[Saved entries]
*****

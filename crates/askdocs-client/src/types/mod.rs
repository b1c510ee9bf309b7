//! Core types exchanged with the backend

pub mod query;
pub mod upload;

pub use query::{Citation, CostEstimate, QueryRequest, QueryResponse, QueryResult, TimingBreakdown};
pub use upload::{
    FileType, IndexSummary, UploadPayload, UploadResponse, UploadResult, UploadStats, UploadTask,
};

*****

**What to work on**
Repeat the data exactly, with every line included.

**Exercise answer**
filename crates/askdocs-client/src/types/mod.rs
repository b1c510ee9bf309b7
//! Core types exchanged with the backend

pub mod query;
pub mod upload;

pub use query::{Citation, CostEstimate, QueryRequest, QueryResponse, QueryResult, TimingBreakdown};
pub use upload::{
    FileType, IndexSummary, UploadPayload, UploadResponse, UploadResult, UploadStats, UploadTask,
};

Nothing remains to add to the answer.